I’ve worked in Washington for over twenty-five years, and I’ve never yet come across a progressive who has argued for raising interest rates. I think that may be because progressives always view inflation as conflict inflation, which makes them against raising interest rates. In conflict inflation raising rates is tacitly siding with employers. In contrast, I carry in the back of my mind many theories of inflation, and one of them is Tobin’s Phillips curve theory. Given that, I’m much more open to the possibility that an increase in interest rates can be needed to tame excess demand. I think that is relevant to current conditions, along with the asset-price bubble problem.

Seth Ackerman

Yet you also advocate a higher inflation target.

Thomas Palley

Yes. We may need to tame inflation and we may also need a higher inflation target. That is not inconsistent. In my own work, I talk of the “backward bending Phillips curve,” which generates an optimal rate of inflation that I call the minimum-unemployment rate of inflation or MURI — the rate of inflation that will deliver the minimum unemployment rate. I think that is what policy should aim for. And I would say it’s somewhere between 3 percent and 6 percent. That’s quite a wide range, but we can take a midpoint, say around 4 to 5 percent.

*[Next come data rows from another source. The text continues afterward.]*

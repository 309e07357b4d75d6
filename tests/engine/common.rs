#![allow(dead_code)]

use script_runner::runtime::{ChannelLimitsSource, LimitsEvent};
use script_runner::{
    MemorySink, MemoryStore, RunEvent, RunSpec, RunnerConfig, RunningScript, ScriptRunner,
    ScriptState,
};
use std::sync::mpsc::Sender;
use std::sync::{mpsc, Arc};
use std::time::Duration;

pub const TIMEOUT: Duration = Duration::from_secs(10);

pub struct Harness {
    pub runner: ScriptRunner,
    pub sink: Arc<MemorySink>,
    pub store: Arc<MemoryStore>,
}

impl Harness {
    pub fn new(config: RunnerConfig) -> Self {
        Self::with_scripts(config, &[])
    }

    pub fn with_scripts(config: RunnerConfig, scripts: &[(&str, &str)]) -> Self {
        let store = Arc::new(MemoryStore::new());
        for (name, text) in scripts {
            store.insert(name, text);
        }
        let sink = Arc::new(MemorySink::new());
        let runner = ScriptRunner::builder(config)
            .sink(sink.clone())
            .store(store.clone())
            .build()
            .unwrap();
        runner.set_line_delay(Duration::ZERO);
        Self {
            runner,
            sink,
            store,
        }
    }

    /// Harness whose runner watches limits events sent on the returned
    /// channel.
    pub fn with_limits(config: RunnerConfig) -> (Self, Sender<LimitsEvent>) {
        let (tx, rx) = mpsc::channel();
        let store = Arc::new(MemoryStore::new());
        let sink = Arc::new(MemorySink::new());
        let runner = ScriptRunner::builder(config)
            .sink(sink.clone())
            .store(store.clone())
            .limits(Arc::new(ChannelLimitsSource::new(rx)))
            .build()
            .unwrap();
        runner.set_line_delay(Duration::ZERO);
        (
            Self {
                runner,
                sink,
                store,
            },
            tx,
        )
    }

    pub fn start(&self, name: &str, text: &str) -> Arc<RunningScript> {
        let run = self.runner.open_text(RunSpec::new(name), text).unwrap();
        run.run().unwrap();
        run
    }

    pub fn wait_for_state(&self, state: ScriptState) -> bool {
        self.sink.wait_for(TIMEOUT, |event| event.state() == Some(state))
    }

    pub fn wait_for_line(&self, line: usize, state: ScriptState) -> bool {
        self.sink.wait_for(TIMEOUT, |event| {
            matches!(event, RunEvent::Line { line_no, state: s, .. } if *line_no == line && *s == state)
        })
    }

    /// Output of the script itself, without engine messages.
    pub fn script_output(&self) -> Vec<String> {
        self.sink
            .output_lines()
            .into_iter()
            .filter(|line| !line.contains("(SCRIPTRUNNER)"))
            .collect()
    }

    pub fn engine_messages(&self) -> Vec<String> {
        self.sink
            .output_lines()
            .into_iter()
            .filter(|line| line.contains("(SCRIPTRUNNER)"))
            .collect()
    }

    pub fn count_state(&self, state: ScriptState) -> usize {
        self.sink
            .line_states()
            .iter()
            .filter(|(_, s)| *s == state)
            .count()
    }
}

/// Configuration with no pause on error and no idle flush surprises.
pub fn quiet_config() -> RunnerConfig {
    RunnerConfig {
        line_delay: 0.0,
        pause_on_error: false,
        continue_after_error: true,
        ..RunnerConfig::default()
    }
}

pub fn last_state(sink: &MemorySink) -> Option<ScriptState> {
    sink.line_states().last().map(|(_, state)| *state)
}
use serde::{Deserialize, Serialize};
use std::fmt;

/// Externally visible state of a run, published with every `line` event.
#[derive(Debug, Clone, Copy, PartialEq, Eq, Hash, Serialize, Deserialize)]
#[serde(rename_all = "snake_case")]
pub enum ScriptState {
    Init,
    Running,
    Paused,
    Waiting,
    Breakpoint,
    Error,
    Fatal,
    Stopped,
}

impl ScriptState {
    /// `stopped` and `fatal` end a run.
    pub fn is_terminal(self) -> bool {
        matches!(self, ScriptState::Stopped | ScriptState::Fatal)
    }

    pub fn as_str(self) -> &'static str {
        match self {
            ScriptState::Init => "init",
            ScriptState::Running => "running",
            ScriptState::Paused => "paused",
            ScriptState::Waiting => "waiting",
            ScriptState::Breakpoint => "breakpoint",
            ScriptState::Error => "error",
            ScriptState::Fatal => "fatal",
            ScriptState::Stopped => "stopped",
        }
    }
}

impl fmt::Display for ScriptState {
    fn fmt(&self, f: &mut fmt::Formatter<'_>) -> fmt::Result {
        f.write_str(self.as_str())
    }
}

If you push inflation above 5 percent, it’s quite likely that your Phillips curve is going to start bending backward, and you’re going to lose some of the benefits of inflation. The precise level is something that you’d only find out by experimentation. But a long time ago I did a short empirical paper that basically tried to make the argument. What I found was that the duration of spells of unemployment declined with higher inflation, which is proof of the escalator at work. If inflation is speeding up the escalator, unemployment spells will be shorter because you get to the top faster.

One of the ironies of the moment is that, in my view, we’re in the inflation sweet spot but we’re trying to push it below the sweet spot.

Seth Ackerman

So your views may have coincided with Larry Summers’s views at some earlier point, but at this point, where he really wants to see the labor market get a lot more slack, that’s where you depart from him.

Thomas Palley

Yes, exactly. Unfortunately, I often find myself caught between sides on these issues. I think Larry Summers was right on the need to get going and raise interest rates — though also for additional reasons than those that he gave. But now he’s in danger of being wrong by pushing too far.

Conversely, progressives were wrong in opposing interest rate increases in 2022. But at some stage they will be right if the Fed persists with raising rates — and I have to say, at 5 percent I begin to get a bit anxious. Right now, there’s good reason for an interest-rate pause.